While it is not our intention to provide you with strict instructions on how to prepare your proposal, we hope you will take a moment to review the following guidelines that we have put together to help you prepare the best submission possible. To get started, here are three things that you should consider before submitting your proposal:

  1. What are you hoping to get from your presentation?
  2. What do you expect the audience to gain from your presentation?
  3. How will your presentation help better the ecosystem?

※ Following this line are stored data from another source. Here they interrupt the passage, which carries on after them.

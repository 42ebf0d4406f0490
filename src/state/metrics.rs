use serde::{Deserialize, Serialize};
use std::sync::{Arc, RwLock};

/// Operational metrics pushed by the control system.
///
/// Replaced wholesale on every `metrics_update` event; this core never
/// merges or recomputes them. Threshold evaluation (alert-worthy vs
/// nominal) belongs to the consuming view.
#[derive(Debug, Clone, PartialEq, Serialize, Deserialize)]
#[serde(rename_all = "camelCase")]
pub struct MetricsSnapshot {
    pub active_requests: u32,
    /// Seconds
    pub avg_time: f64,
    /// Percent, 0-100
    pub success_rate: f64,
    /// Milliseconds
    pub latency: f64,
}

impl Default for MetricsSnapshot {
    fn default() -> Self {
        Self {
            active_requests: 0,
            avg_time: 0.0,
            success_rate: 100.0,
            latency: 0.0,
        }
    }
}

/// Pass-through holder for the latest server-pushed metrics snapshot.
/// Cloning yields another handle to the same mirror.
#[derive(Clone, Default)]
pub struct MetricsMirror {
    inner: Arc<RwLock<MetricsSnapshot>>,
}

impl MetricsMirror {
    pub fn new() -> Self {
        Self::default()
    }

    /// Unconditional overwrite, no merge.
    pub fn replace(&self, snapshot: MetricsSnapshot) {
        *self.inner.write().unwrap() = snapshot;
    }

    pub fn latest(&self) -> MetricsSnapshot {
        self.inner.read().unwrap().clone()
    }
}
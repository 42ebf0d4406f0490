use chrono::{DateTime, Utc};
use serde::Serialize;
use std::sync::{Arc, RwLock, Weak};
use std::time::Duration;
use tokio::task::AbortHandle;
use tracing::debug;
use uuid::Uuid;

/// Auto-dismiss delay for non-critical alerts
pub const DEFAULT_AUTO_DISMISS: Duration = Duration::from_millis(10_000);

/// Severity of an operator notification
#[derive(Debug, Clone, Copy, PartialEq, Eq, Serialize)]
#[serde(rename_all = "UPPERCASE")]
pub enum AlertLevel {
    Critical,
    Warning,
    Info,
}

impl AlertLevel {
    /// Critical alerts trigger the sound cue
    pub fn audible(self) -> bool {
        matches!(self, AlertLevel::Critical)
    }

    /// Critical alerts persist until explicitly dismissed
    pub fn auto_expires(self) -> bool {
        !matches!(self, AlertLevel::Critical)
    }
}

/// Operator notification. UUIDv7 ids are time-ordered, so id order
/// matches generation order.
#[derive(Debug, Clone, Serialize)]
pub struct Alert {
    pub id: Uuid,
    pub level: AlertLevel,
    pub message: String,
    pub timestamp: DateTime<Utc>,
}

/// Hook invoked when an audible alert is raised. Playback itself is an
/// external collaborator.
pub type SoundHook = Box<dyn Fn(&Alert) + Send + Sync>;

struct AlertEntry {
    alert: Alert,
    timer: Option<AbortHandle>,
}

struct AlertQueue {
    entries: RwLock<Vec<AlertEntry>>,
    sound: Option<SoundHook>,
}

/// Ordered queue of transient operator notifications.
///
/// Insertion order is display order. Warning/info alerts auto-expire after
/// the configured delay unless dismissed earlier; critical alerts persist
/// until explicit dismissal. Cloning yields another handle to the same
/// queue.
#[derive(Clone)]
pub struct AlertManager {
    queue: Arc<AlertQueue>,
    auto_dismiss: Duration,
}

impl AlertManager {
    pub fn new() -> Self {
        Self::build(DEFAULT_AUTO_DISMISS, None)
    }

    pub fn with_auto_dismiss(auto_dismiss: Duration) -> Self {
        Self::build(auto_dismiss, None)
    }

    pub fn with_sound_hook(auto_dismiss: Duration, sound: SoundHook) -> Self {
        Self::build(auto_dismiss, Some(sound))
    }

    fn build(auto_dismiss: Duration, sound: Option<SoundHook>) -> Self {
        Self {
            queue: Arc::new(AlertQueue {
                entries: RwLock::new(Vec::new()),
                sound,
            }),
            auto_dismiss,
        }
    }

    /// Append an alert to the tail of the queue.
    ///
    /// Fires the sound hook for audible levels and, for auto-expiring
    /// levels, schedules a dismissal after the configured delay. The timer
    /// and a racing manual dismiss are both safe: whichever runs second
    /// finds the id gone and does nothing.
    pub fn raise(&self, level: AlertLevel, message: impl Into<String>) -> Alert {
        let alert = Alert {
            id: Uuid::now_v7(),
            level,
            message: message.into(),
            timestamp: Utc::now(),
        };

        if level.audible() {
            if let Some(sound) = &self.queue.sound {
                sound(&alert);
            }
        }

        let timer = level.auto_expires().then(|| {
            Self::schedule_dismiss(Arc::downgrade(&self.queue), alert.id, self.auto_dismiss)
        });

        self.queue.entries.write().unwrap().push(AlertEntry {
            alert: alert.clone(),
            timer,
        });

        debug!(alert_id = %alert.id, level = ?level, message = %alert.message, "alert raised");
        alert
    }

    /// Remove the alert with this id if present. Absent ids are a no-op,
    /// never an error.
    pub fn dismiss(&self, id: Uuid) -> bool {
        remove(&self.queue, id)
    }

    /// Current queue in insertion order
    pub fn active(&self) -> Vec<Alert> {
        self.queue
            .entries
            .read()
            .unwrap()
            .iter()
            .map(|entry| entry.alert.clone())
            .collect()
    }

    pub fn len(&self) -> usize {
        self.queue.entries.read().unwrap().len()
    }

    pub fn is_empty(&self) -> bool {
        self.queue.entries.read().unwrap().is_empty()
    }

    /// Abort every pending expiry timer. Call on session teardown so
    /// closing a dashboard does not leak timer tasks.
    pub fn shutdown(&self) {
        let entries = self.queue.entries.read().unwrap();
        for entry in entries.iter() {
            if let Some(timer) = &entry.timer {
                timer.abort();
            }
        }
    }

    fn schedule_dismiss(queue: Weak<AlertQueue>, id: Uuid, delay: Duration) -> AbortHandle {
        let handle = tokio::spawn(async move {
            tokio::time::sleep(delay).await;
            // The queue may already be gone or the alert dismissed; both
            // end here as a no-op.
            if let Some(queue) = queue.upgrade() {
                remove(&queue, id);
            }
        });
        handle.abort_handle()
    }
}

impl Default for AlertManager {
    fn default() -> Self {
        Self::new()
    }
}

fn remove(queue: &AlertQueue, id: Uuid) -> bool {
    let mut entries = queue.entries.write().unwrap();
    match entries.iter().position(|entry| entry.alert.id == id) {
        Some(index) => {
            let entry = entries.remove(index);
            if let Some(timer) = entry.timer {
                timer.abort();
            }
            true
        }
        None => false,
    }
}

#[cfg(test)]
mod tests {
    use super::*;
    use std::sync::atomic::{AtomicUsize, Ordering};

    #[tokio::test(start_paused = true)]
    async fn info_alert_auto_expires() {
        let alerts = AlertManager::new();
        let alert = alerts.raise(AlertLevel::Info, "connection established");
        assert_eq!(alerts.len(), 1);

        tokio::time::sleep(Duration::from_millis(10_001)).await;

        assert!(alerts.is_empty());
        assert!(!alerts.dismiss(alert.id));
    }

    #[tokio::test(start_paused = true)]
    async fn critical_alert_never_auto_expires() {
        let alerts = AlertManager::new();
        let alert = alerts.raise(AlertLevel::Critical, "link down");

        tokio::time::sleep(Duration::from_secs(60)).await;

        assert_eq!(alerts.len(), 1);
        assert!(alerts.dismiss(alert.id));
        assert!(alerts.is_empty());
    }

    #[tokio::test(start_paused = true)]
    async fn manual_dismiss_before_expiry() {
        let alerts = AlertManager::new();
        let alert = alerts.raise(AlertLevel::Warning, "connection lost");

        assert!(alerts.dismiss(alert.id));
        assert!(alerts.is_empty());

        // Expiry instant passes without incident
        tokio::time::sleep(Duration::from_millis(10_001)).await;
        assert!(alerts.is_empty());
    }

    #[tokio::test]
    async fn dismiss_absent_id_is_noop() {
        let alerts = AlertManager::new();
        alerts.raise(AlertLevel::Critical, "still here");

        assert!(!alerts.dismiss(Uuid::now_v7()));
        assert_eq!(alerts.len(), 1);
    }

    #[tokio::test]
    async fn queue_preserves_insertion_order() {
        let alerts = AlertManager::new();
        alerts.raise(AlertLevel::Info, "first");
        alerts.raise(AlertLevel::Critical, "second");
        alerts.raise(AlertLevel::Warning, "third");

        let messages: Vec<String> = alerts.active().into_iter().map(|a| a.message).collect();
        assert_eq!(messages, vec!["first", "second", "third"]);
    }

    #[tokio::test(start_paused = true)]
    async fn custom_auto_dismiss_delay() {
        let alerts = AlertManager::with_auto_dismiss(Duration::from_millis(500));
        alerts.raise(AlertLevel::Info, "short lived");

        tokio::time::sleep(Duration::from_millis(499)).await;
        assert_eq!(alerts.len(), 1);

        tokio::time::sleep(Duration::from_millis(2)).await;
        assert!(alerts.is_empty());
    }

    #[tokio::test]
    async fn sound_hook_fires_for_critical_only() {
        let rings = Arc::new(AtomicUsize::new(0));
        let counter = Arc::clone(&rings);
        let alerts = AlertManager::with_sound_hook(
            DEFAULT_AUTO_DISMISS,
            Box::new(move |_| {
                counter.fetch_add(1, Ordering::SeqCst);
            }),
        );

        alerts.raise(AlertLevel::Info, "quiet");
        alerts.raise(AlertLevel::Warning, "quiet");
        assert_eq!(rings.load(Ordering::SeqCst), 0);

        alerts.raise(AlertLevel::Critical, "loud");
        assert_eq!(rings.load(Ordering::SeqCst), 1);
    }

    #[tokio::test(start_paused = true)]
    async fn shutdown_cancels_pending_timers() {
        let alerts = AlertManager::new();
        alerts.raise(AlertLevel::Info, "pending");
        alerts.shutdown();

        tokio::time::sleep(Duration::from_millis(10_001)).await;

        // Timer was aborted; the alert is still queued
        assert_eq!(alerts.len(), 1);
    }
}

There are plenty of ways to give a presentation about projects and technologies without focusing on company-specific efforts. Remember the things to consider that we mentioned above when writing your proposal and think of ways to make it interesting for attendees while still letting you share your experiences, educate the community about an issue, or generate interest in a project.

First Time Submitting? Don’t Feel Intimidated

Linux Foundation events are an excellent way to get to know the community and share your ideas and the work that you are doing and we strongly encourage first-time speakers to submit talks for our events. In the instance that you aren’t sure about your abstract, reach out to us and we will be more than happy to work with you on your proposal.

How To Give a Great Tech Talk

In the instance that your talk is accepted, we want to make sure that you give the best presentation possible. To do this, we enlisted the help of seasoned conference speaker Josh Berkus who has prepared an in-depth tutorial on “How to Give a Great Tech Talk”.

Part 1: http://www.youtube.com/watch?v=iE9y3gyF8Kw

Part 2: http://www.youtube.com/watch?v=gcOP4WQfJl4

Code of Conduct

The Linux Foundation is dedicated to providing a harassment-free experience for participants at all of our events. We encourage all submitters to review our complete Code of Conduct.